(Data extracted from a collection)
// Webhook transfer backend: one multipart POST per file

use super::TransferClient;
use crate::config::WebhookConfig;
use crate::errors::{ConfigurationError, TransferError};
use async_trait::async_trait;
use reqwest::multipart::{Form, Part};
use reqwest::Client;
use std::collections::BTreeMap;
use std::path::Path;
use std::time::Duration;
use tracing::{debug, error, info, instrument};

/// Form fields every request carries; configured extras cannot override them
const RESERVED_FIELDS: [&str; 4] = ["filename", "file_size", "file_type", "destination"];

/// Posts each file to a single HTTP endpoint.
///
/// The receiver owns storage, so there is no directory to prepare and no
/// size to read back.
pub struct WebhookTransfer {
    url: String,
    credentials: Option<(String, String)>,
    fields: BTreeMap<String, String>,
    client: Client,
}

impl WebhookTransfer {
    #[instrument(skip(credentials, extra_fields), fields(url = %url))]
    pub fn new(
        url: &str,
        timeout: Duration,
        credentials: Option<(String, String)>,
        extra_fields: BTreeMap<String, String>,
    ) -> Result<Self, ConfigurationError> {
        let client = Client::builder().timeout(timeout).build().map_err(|e| {
            ConfigurationError::Invalid(format!("Failed to create HTTP client: {}", e))
        })?;

        Ok(Self {
            url: url.to_string(),
            credentials,
            fields: extra_fields,
            client,
        })
    }

    pub fn from_config(config: &WebhookConfig) -> Result<Self, ConfigurationError> {
        let credentials = match (&config.username, &config.password) {
            (Some(username), Some(password)) => Some((username.clone(), password.clone())),
            (None, None) => None,
            _ => return Err(ConfigurationError::MissingCredentials("webhook".to_string())),
        };

        Self::new(
            &config.url,
            Duration::from_secs(config.timeout_seconds),
            credentials,
            config.fields.clone(),
        )
    }

    fn form(&self, data: Vec<u8>, remote_path: &str, file_name: &str) -> Result<Form, TransferError> {
        let size = data.len();
        let part = Part::bytes(data)
            .file_name(file_name.to_string())
            .mime_str("application/octet-stream")
            .map_err(|e| TransferError::UploadFailed(format!("Invalid file part: {}", e)))?;

        let mut form = Form::new()
            .part("file", part)
            .text("filename", file_name.to_string())
            .text("file_size", size.to_string())
            .text("file_type", "parquet")
            .text("destination", remote_path.to_string());
        for (name, value) in &self.fields {
            if RESERVED_FIELDS.contains(&name.as_str()) {
                debug!(field = %name, "Ignoring extra field that shadows a built-in one");
                continue;
            }
            form = form.text(name.clone(), value.clone());
        }
        Ok(form)
    }
}

#[async_trait]
impl TransferClient for WebhookTransfer {
    fn backend(&self) -> &'static str {
        "webhook"
    }

    #[instrument(skip(self), fields(url = %self.url))]
    async fn connect(&mut self) -> bool {
        match self.client.head(&self.url).send().await {
            Ok(response) => {
                debug!(status = %response.status(), "Webhook reachable");
                true
            }
            Err(e) => {
                error!(error = %e, "Webhook unreachable");
                false
            }
        }
    }

    async fn ensure_destination(&mut self, _remote_path: &str) -> bool {
        true
    }

    fn resolve_destination(&self, destination_name: &str) -> String {
        destination_name.to_string()
    }

    #[instrument(skip(self, local_path), fields(url = %self.url, file = %file_name))]
    async fn upload_file(
        &mut self,
        local_path: &Path,
        remote_path: &str,
        file_name: &str,
    ) -> Result<(), TransferError> {
        let data = tokio::fs::read(local_path).await.map_err(|e| {
            TransferError::UploadFailed(format!("Failed to read {}: {}", local_path.display(), e))
        })?;

        let mut request = self
            .client
            .post(&self.url)
            .multipart(self.form(data, remote_path, file_name)?);
        if let Some((username, password)) = &self.credentials {
            request = request.basic_auth(username, Some(password));
        }

        let response = request.send().await.map_err(|e| {
            TransferError::UploadFailed(format!("Failed to post '{}': {}", file_name, e))
        })?;

        let status = response.status();
        if !status.is_success() {
            let body = response.text().await.unwrap_or_default();
            return Err(TransferError::UploadFailed(format!(
                "Webhook rejected '{}' with status {}: {}",
                file_name, status, body
            )));
        }

        debug!(status = %status, "File posted");
        Ok(())
    }

    async fn remote_file_size(&mut self, _remote_path: &str, _file_name: &str) -> Option<u64> {
        None
    }

    async fn disconnect(&mut self) {
        info!(url = %self.url, "Webhook transfer finished");
    }
}
// Columnar table persistence: query results to Parquet files

use crate::decimal::{parse_scaled, MAX_PRECISION};
use crate::errors::ExecutionError;
use crate::models::QueryResult;
use arrow::array::{
    ArrayRef, BooleanArray, Decimal128Array, Float64Array, Int64Array, StringArray,
};
use arrow::datatypes::{DataType, Field, Schema};
use arrow::record_batch::RecordBatch;
use parquet::arrow::ArrowWriter;
use parquet::basic::Compression;
use parquet::file::properties::WriterProperties;
use serde_json::Value;
use std::fs::{self, File};
use std::path::{Path, PathBuf};
use std::sync::Arc;
use tracing::{debug, error, instrument, warn};

pub const PARQUET_EXTENSION: &str = "parquet";

/// File produced by a table write
#[derive(Debug, Clone, PartialEq, Eq)]
pub struct TableFileInfo {
    pub path: PathBuf,
    pub rows: usize,
    pub cols: usize,
    pub bytes: u64,
}

/// Persists one tabular result as a self-describing file
pub trait TableWriter: Send + Sync {
    /// File extension without the leading dot
    fn extension(&self) -> &str;

    /// Write `table` to `path`, replacing any previous file atomically
    fn write_table(&self, table: &QueryResult, path: &Path)
        -> Result<TableFileInfo, ExecutionError>;

    /// `<dir>/<name>.<extension>`
    fn file_path(&self, dir: &Path, name: &str) -> PathBuf {
        dir.join(format!("{}.{}", name, self.extension()))
    }
}

/// Parquet writer with per-column type inference
#[derive(Debug, Clone, Copy)]
pub struct ParquetTableWriter {
    compression: Compression,
}

impl ParquetTableWriter {
    pub fn new(compression: Compression) -> Self {
        Self { compression }
    }

    /// Codec by configured name; unknown names fall back to snappy
    pub fn from_codec_name(name: &str) -> Self {
        let compression = match name.to_lowercase().as_str() {
            "none" | "uncompressed" => Compression::UNCOMPRESSED,
            "snappy" => Compression::SNAPPY,
            other => {
                tracing::warn!(codec = %other, "Unsupported compression codec, using snappy");
                Compression::SNAPPY
            }
        };
        Self::new(compression)
    }

    fn write_file(&self, batch: &RecordBatch, path: &Path) -> Result<(), ExecutionError> {
        let file = File::create(path)?;
        let props = WriterProperties::builder()
            .set_compression(self.compression)
            .build();

        let mut writer = ArrowWriter::try_new(file, batch.schema(), Some(props))
            .map_err(|e| ExecutionError::TableWriteFailed(e.to_string()))?;
        if batch.num_rows() > 0 {
            writer
                .write(batch)
                .map_err(|e| ExecutionError::TableWriteFailed(e.to_string()))?;
        }
        writer
            .close()
            .map_err(|e| ExecutionError::TableWriteFailed(e.to_string()))?;
        Ok(())
    }
}

impl Default for ParquetTableWriter {
    fn default() -> Self {
        Self::new(Compression::SNAPPY)
    }
}

impl TableWriter for ParquetTableWriter {
    fn extension(&self) -> &str {
        PARQUET_EXTENSION
    }

    #[instrument(skip(self, table), fields(path = %path.display(), rows = table.row_count()))]
    fn write_table(
        &self,
        table: &QueryResult,
        path: &Path,
    ) -> Result<TableFileInfo, ExecutionError> {
        if table.columns.is_empty() {
            return Err(ExecutionError::TableWriteFailed(
                "Query produced no result set".to_string(),
            ));
        }

        let batch = to_record_batch(table)?;

        let mut tmp = path.as_os_str().to_owned();
        tmp.push(".tmp");
        let tmp = PathBuf::from(tmp);

        if let Err(e) = self.write_file(&batch, &tmp) {
            error!(error = %e, "Failed to write table file");
            let _ = fs::remove_file(&tmp);
            return Err(e);
        }
        fs::rename(&tmp, path).map_err(|e| {
            let _ = fs::remove_file(&tmp);
            ExecutionError::TableWriteFailed(format!(
                "Failed to move {} into place: {}",
                tmp.display(),
                e
            ))
        })?;

        let bytes = fs::metadata(path).map(|m| m.len()).unwrap_or(0);
        debug!(bytes = bytes, "Table file written");

        Ok(TableFileInfo {
            path: path.to_path_buf(),
            rows: table.row_count(),
            cols: table.column_count(),
            bytes,
        })
    }
}

/// Narrowest type that holds every non-null value of the column
fn infer_column_type(table: &QueryResult, index: usize) -> DataType {
    let mut values = table
        .rows
        .iter()
        .filter_map(|row| row.get(index))
        .filter(|v| !v.is_null())
        .peekable();

    if values.peek().is_none() {
        return DataType::Utf8;
    }

    let (mut all_bool, mut all_int, mut all_number) = (true, true, true);
    for value in values {
        all_bool &= value.is_boolean();
        all_int &= value.is_i64();
        all_number &= value.is_number();
    }

    if all_bool {
        DataType::Boolean
    } else if all_int {
        DataType::Int64
    } else if all_number {
        DataType::Float64
    } else {
        DataType::Utf8
    }
}

fn cells<'a>(table: &'a QueryResult, index: usize) -> impl Iterator<Item = Option<&'a Value>> {
    table
        .rows
        .iter()
        .map(move |row| row.get(index).filter(|v| !v.is_null()))
}

/// Decimal128 column at the hinted scale, or `None` when a value does not fit
fn decimal_array(
    table: &QueryResult,
    index: usize,
    scale: u8,
) -> Option<(DataType, ArrayRef)> {
    let mut values = Vec::with_capacity(table.row_count());
    for cell in cells(table, index) {
        let parsed = match cell {
            None => None,
            Some(Value::String(text)) => Some(parse_scaled(text, scale)?),
            Some(Value::Number(number)) => Some(parse_scaled(&number.to_string(), scale)?),
            Some(_) => return None,
        };
        values.push(parsed);
    }

    let array = Decimal128Array::from(values)
        .with_precision_and_scale(MAX_PRECISION, scale as i8)
        .ok()?;
    Some((
        DataType::Decimal128(MAX_PRECISION, scale as i8),
        Arc::new(array),
    ))
}

fn to_record_batch(table: &QueryResult) -> Result<RecordBatch, ExecutionError> {
    let mut fields = Vec::with_capacity(table.column_count());
    let mut arrays: Vec<ArrayRef> = Vec::with_capacity(table.column_count());

    for (index, name) in table.columns.iter().enumerate() {
        if let Some(scale) = table.decimal_scale(index) {
            match decimal_array(table, index, scale) {
                Some((data_type, array)) => {
                    fields.push(Field::new(name, data_type, true));
                    arrays.push(array);
                    continue;
                }
                None => warn!(
                    column = %name,
                    scale = scale,
                    "Decimal column does not fit Decimal128, storing inferred type"
                ),
            }
        }

        let data_type = infer_column_type(table, index);
        let array: ArrayRef = match data_type {
            DataType::Boolean => Arc::new(BooleanArray::from(
                cells(table, index)
                    .map(|v| v.and_then(Value::as_bool))
                    .collect::<Vec<_>>(),
            )),
            DataType::Int64 => Arc::new(Int64Array::from(
                cells(table, index)
                    .map(|v| v.and_then(Value::as_i64))
                    .collect::<Vec<_>>(),
            )),
            DataType::Float64 => Arc::new(Float64Array::from(
                cells(table, index)
                    .map(|v| v.and_then(Value::as_f64))
                    .collect::<Vec<_>>(),
            )),
            _ => Arc::new(StringArray::from(
                cells(table, index)
                    .map(|v| {
                        v.map(|value| match value {
                            Value::String(s) => s.clone(),
                            other => other.to_string(),
                        })
                    })
                    .collect::<Vec<_>>(),
            )),
        };
        fields.push(Field::new(name, data_type, true));
        arrays.push(array);
    }

    RecordBatch::try_new(Arc::new(Schema::new(fields)), arrays)
        .map_err(|e| ExecutionError::TableWriteFailed(e.to_string()))
}
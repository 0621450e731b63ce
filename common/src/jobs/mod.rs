// Asynchronous job tracking

pub mod registry;
pub mod runner;

pub use registry::JobRegistry;
pub use runner::JobRunner;
// PostgreSQL query runner over sqlx

use super::{with_timeout, ConnectionSettings, QueryRunner};
use crate::errors::ExecutionError;
use crate::models::QueryResult;
use async_trait::async_trait;
use chrono::Utc;
use rust_decimal::Decimal;
use serde_json::{json, Value};
use sqlx::postgres::{PgConnectOptions, PgPoolOptions, PgRow};
use sqlx::{Column, Executor, PgPool, Row, ValueRef};

/// Runs queries against databases on one PostgreSQL server
pub struct PostgresRunner {
    settings: ConnectionSettings,
}

impl PostgresRunner {
    pub fn new(settings: ConnectionSettings) -> Self {
        Self { settings }
    }

    fn connect_options(&self, database: &str) -> PgConnectOptions {
        PgConnectOptions::new()
            .host(&self.settings.host)
            .port(self.settings.port)
            .username(&self.settings.username)
            .password(&self.settings.password)
            .database(database)
    }

    async fn run_query(pool: &PgPool, query: &str) -> Result<QueryResult, ExecutionError> {
        tracing::debug!("Executing raw SQL query");

        let rows = sqlx::query(query).fetch_all(pool).await.map_err(|e| {
            ExecutionError::DatabaseQueryFailed(format!("PostgreSQL query failed: {}", e))
        })?;

        // Column names come from the statement description when no row is returned
        let columns: Vec<String> = match rows.first() {
            Some(row) => row.columns().iter().map(|c| c.name().to_string()).collect(),
            None => pool
                .describe(query)
                .await
                .map_err(|e| {
                    ExecutionError::DatabaseQueryFailed(format!(
                        "Failed to describe PostgreSQL query: {}",
                        e
                    ))
                })?
                .columns()
                .iter()
                .map(|c| c.name().to_string())
                .collect(),
        };

        let mut table = QueryResult::new(columns, Vec::with_capacity(rows.len()));
        for row in &rows {
            let mut cells = Vec::with_capacity(row.len());
            for i in 0..row.len() {
                // NUMERIC only decodes as Decimal; other types fail the type check here
                match row.try_get::<Option<Decimal>, _>(i) {
                    Ok(Some(value)) => {
                        let (text, scale) = decimal_to_json(value);
                        table.note_decimal_scale(i, scale);
                        cells.push(text);
                    }
                    _ => cells.push(cell_to_json(row, i)),
                }
            }
            table.rows.push(cells);
        }

        Ok(table)
    }
}

#[async_trait]
impl QueryRunner for PostgresRunner {
    #[tracing::instrument(skip(self, query), fields(database_type = "postgresql"))]
    async fn execute(&self, target: &str, query: &str) -> Result<QueryResult, ExecutionError> {
        tracing::debug!("Connecting to PostgreSQL database");

        let pool = PgPoolOptions::new()
            .max_connections(1)
            .acquire_timeout(self.settings.connect_timeout)
            .connect_with(self.connect_options(target))
            .await
            .map_err(|e| {
                ExecutionError::DatabaseConnectionFailed(format!(
                    "Failed to connect to PostgreSQL database {}: {}",
                    target, e
                ))
            })?;

        let result = with_timeout(self.settings.query_timeout, Self::run_query(&pool, query)).await;

        pool.close().await;
        result
    }
}

/// Exact text of a NUMERIC value with its scale
fn decimal_to_json(value: Decimal) -> (Value, u8) {
    // rust_decimal caps scale at 28
    let scale = u8::try_from(value.scale()).unwrap_or(u8::MAX);
    (Value::String(value.to_string()), scale)
}

fn cell_to_json(row: &PgRow, i: usize) -> Value {
    if row.try_get_raw(i).map(|v| v.is_null()).unwrap_or(true) {
        return Value::Null;
    }

    if let Ok(v) = row.try_get::<String, _>(i) {
        json!(v)
    } else if let Ok(v) = row.try_get::<i16, _>(i) {
        json!(v)
    } else if let Ok(v) = row.try_get::<i32, _>(i) {
        json!(v)
    } else if let Ok(v) = row.try_get::<i64, _>(i) {
        json!(v)
    } else if let Ok(v) = row.try_get::<f32, _>(i) {
        json!(v as f64)
    } else if let Ok(v) = row.try_get::<f64, _>(i) {
        json!(v)
    } else if let Ok(v) = row.try_get::<bool, _>(i) {
        json!(v)
    } else if let Ok(v) = row.try_get::<chrono::NaiveDateTime, _>(i) {
        json!(v.to_string())
    } else if let Ok(v) = row.try_get::<chrono::DateTime<Utc>, _>(i) {
        json!(v.to_rfc3339())
    } else if let Ok(v) = row.try_get::<chrono::NaiveDate, _>(i) {
        json!(v.to_string())
    } else if let Ok(v) = row.try_get::<uuid::Uuid, _>(i) {
        json!(v.to_string())
    } else if let Ok(v) = row.try_get::<serde_json::Value, _>(i) {
        json!(v.to_string())
    } else if let Ok(v) = row.try_get::<Vec<u8>, _>(i) {
        json!(hex::encode(v))
    } else {
        tracing::debug!(column = i, "Unsupported PostgreSQL column type, storing null");
        Value::Null
    }
}
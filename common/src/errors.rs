// Error handling framework for extraction, transfer and job tracking

use thiserror::Error;

/// Configuration errors detected before any I/O is attempted
#[derive(Error, Debug, Clone, PartialEq, Eq)]
pub enum ConfigurationError {
    #[error("Database '{target}' not configured")]
    NotConfigured {
        target: String,
        available: Vec<String>,
    },

    #[error("Query directory not found: {0}")]
    QueryDirectoryMissing(String),

    #[error("Missing credentials for {0}")]
    MissingCredentials(String),

    #[error("Invalid configuration: {0}")]
    Invalid(String),
}

/// Errors raised while running a single (target, query) pair
#[derive(Error, Debug)]
pub enum ExecutionError {
    #[error("Database connection failed: {0}")]
    DatabaseConnectionFailed(String),

    #[error("Database query failed: {0}")]
    DatabaseQueryFailed(String),

    #[error("Table write failed: {0}")]
    TableWriteFailed(String),

    #[error("Execution timeout after {0} seconds")]
    Timeout(u64),

    #[error("IO error: {0}")]
    Io(#[from] std::io::Error),
}

/// Transfer backend errors
#[derive(Error, Debug)]
pub enum TransferError {
    #[error("Connection failed: {0}")]
    ConnectionFailed(String),

    #[error("Authentication failed: {0}")]
    AuthenticationFailed(String),

    #[error("Not connected")]
    NotConnected,

    #[error("Upload failed: {0}")]
    UploadFailed(String),

    #[error("Directory creation failed: {0}")]
    DirectoryCreationFailed(String),

    #[error("Size mismatch for {file}: local {local} bytes, remote {remote} bytes")]
    VerificationMismatch {
        file: String,
        local: u64,
        remote: u64,
    },
}

/// Job registry errors
#[derive(Error, Debug, Clone, PartialEq, Eq)]
pub enum JobError {
    #[error("Job not found: {0}")]
    NotFound(String),

    #[error("Invalid status transition for job {job_id}: {from} -> {to}")]
    InvalidTransition {
        job_id: String,
        from: String,
        to: String,
    },
}

/// Fatal errors that abort a pipeline run
#[derive(Error, Debug)]
pub enum PipelineError {
    #[error(transparent)]
    Configuration(#[from] ConfigurationError),

    #[error("IO error: {0}")]
    Io(#[from] std::io::Error),

    #[error("Pipeline aborted: {0}")]
    Fatal(String),
}
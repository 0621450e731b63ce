// Common library shared by the api and runner binaries

pub mod bootstrap;
pub mod config;
pub mod database;
pub mod decimal;
pub mod errors;
pub mod extractor;
pub mod jobs;
pub mod models;
pub mod orchestrator;
pub mod query_source;
pub mod table_writer;
pub mod telemetry;
pub mod transfer;
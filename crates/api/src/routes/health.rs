//! Health check endpoint handlers.

use axum::{extract::State, Json};
use serde::Serialize;

use crate::app::AppState;

/// Health check response.
#[derive(Debug, Serialize)]
#[serde(rename_all = "snake_case")]
pub struct HealthResponse {
    pub status: String,
    pub version: String,
    pub sessions: SessionHealth,
}

/// Session registry occupancy.
#[derive(Debug, Serialize)]
#[serde(rename_all = "snake_case")]
pub struct SessionHealth {
    pub active: usize,
    pub max: usize,
}

/// Simple status response for liveness/readiness probes.
#[derive(Debug, Serialize)]
pub struct StatusResponse {
    pub status: String,
}

/// Full health check endpoint.
///
/// The dashboard keeps all state in memory, so the service is healthy
/// whenever it can answer; the payload reports session occupancy.
pub async fn health_check(State(state): State<AppState>) -> Json<HealthResponse> {
    Json(HealthResponse {
        status: "healthy".to_string(),
        version: env!("CARGO_PKG_VERSION").to_string(),
        sessions: SessionHealth {
            active: state.sessions.len(),
            max: state.sessions.max_sessions(),
        },
    })
}

/// Liveness probe endpoint.
///
/// Returns 200 OK if the process is running.
pub async fn live() -> Json<StatusResponse> {
    Json(StatusResponse {
        status: "alive".to_string(),
    })
}

/// Readiness probe endpoint.
///
/// A full registry evicts its least recently seen session, so the service
/// can always accept new visitors once it is serving.
pub async fn ready() -> Json<StatusResponse> {
    Json(StatusResponse {
        status: "ready".to_string(),
    })
}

### [What you have to do]
Locate the word "registry" in the records above, and return each line that has it.

### [Answer to this task]
pub mod registry;
pub use registry::JobRegistry;
/// Job registry errors
/// Session registry occupancy.
/// A full registry evicts its least recently seen session, so the service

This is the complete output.